Exercise-induced mechanical hypoalgesia in musculotendinous tissues of the lateral elbow
Computing, Health and Science
School of Exercise, Biomedical and Health Sciences
The aim of this study was to investigate mechanical sensitivity responses at the lateral elbow to repeated weekly bouts of low load exercise in healthy subjects. Thirteen young men (n = 6) and women participated in 4 weeks of exercise. Arms were randomly allocated to an eccentric-only exercise protocol (ECC: 5 sets of 20 contractions) or to a concentric–eccentric protocol (CON-ECC: 5 sets of 10 eccentric/10 concentric contractions) performed at 30% maximal wrist extension force. Arms were exercised consecutively within each supervised weekly session.

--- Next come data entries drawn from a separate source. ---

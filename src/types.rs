//! Crate-wide error type and result alias.

use bson::oid::ObjectId;
use thiserror::Error;

use crate::path::PathKind;

/// Error type for all gauntlet operations.
///
/// Every variant is recoverable; the transport layer maps them to
/// structured user-facing errors. The not-found variants carry every id
/// that was already consumed while walking the tree, so callers can see
/// exactly which level failed.
#[derive(Debug, Error)]
pub enum GauntletError {
    /// Root aggregate absent
    #[error("challenge not found: {0}")]
    ChallengeNotFound(ObjectId),

    /// Submission id absent in the loaded challenge
    #[error("submission {submission_id} not found in challenge {challenge_id}")]
    SubmissionNotFound {
        challenge_id: ObjectId,
        submission_id: ObjectId,
    },

    /// Reply id absent in the resolved submission
    #[error(
        "reply {reply_id} not found in challenge {challenge_id}, submission {submission_id}"
    )]
    ReplyNotFound {
        challenge_id: ObjectId,
        submission_id: ObjectId,
        reply_id: ObjectId,
    },

    /// Edit id absent on the resolved post
    #[error(
        "edit {edit_id} not found in challenge {challenge_id} (submission: {submission_id:?}, reply: {reply_id:?})"
    )]
    EditNotFound {
        challenge_id: ObjectId,
        submission_id: Option<ObjectId>,
        reply_id: Option<ObjectId>,
        edit_id: ObjectId,
    },

    /// Content id absent on the resolved post
    #[error(
        "content {content_id} not found in challenge {challenge_id} (submission: {submission_id:?}, reply: {reply_id:?}, edit: {edit_id:?})"
    )]
    ContentNotFound {
        challenge_id: ObjectId,
        submission_id: Option<ObjectId>,
        reply_id: Option<ObjectId>,
        edit_id: Option<ObjectId>,
        content_id: ObjectId,
    },

    /// Caller contract violation: the requested path kind needs an id
    /// that was not supplied. Not a user-facing not-found.
    #[error("invalid path for {kind:?}: missing {missing}")]
    InvalidPath {
        kind: PathKind,
        missing: &'static str,
    },

    /// A user may not submit on their own challenge
    #[error("user {poster_id} cannot submit on own challenge {challenge_id}")]
    SelfSubmissionForbidden {
        poster_id: ObjectId,
        challenge_id: ObjectId,
    },

    /// Append would exceed the configured per-post content cap
    #[error("content limit exceeded: at most {limit} items per post")]
    ContentLimitExceeded { limit: usize },

    /// Pagination input validation failure
    #[error("invalid page request: {0}")]
    InvalidPageRequest(String),

    /// Persistence collaborator unavailable (connection loss, timeout).
    /// Never retried here; the retry decision belongs to the caller.
    #[error("database error: {0}")]
    Database(String),
}

impl From<mongodb::error::Error> for GauntletError {
    fn from(e: mongodb::error::Error) -> Self {
        GauntletError::Database(e.to_string())
    }
}

/// Result alias used throughout the crate
pub type Result<T> = std::result::Result<T, GauntletError>;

Quantitative measures of pressure pain threshold (PPT) recorded at three sites and maximal force for grip and wrist extension were assessed at baseline, and immediately pre/post exercise at each session. Muscle endurance during 100 maximal grip contractions force was assessed at baseline and one week following the final exercise session. Results showed that regardless of protocol, repeated low load exercise resulted in a time-dependent increase in PPT at all sites post exercise Weeks 3 and 4 and persisting at follow up Week 5 (P < 0.02). No significant difference between protocols was evident for any measure. Muscle force and endurance were not significantly augmented compared with baseline. In conclusion mechanical hypoalgesia is induced by repeated low load exercises regardless of exercise mode, and this may prove beneficial if replicated clinically.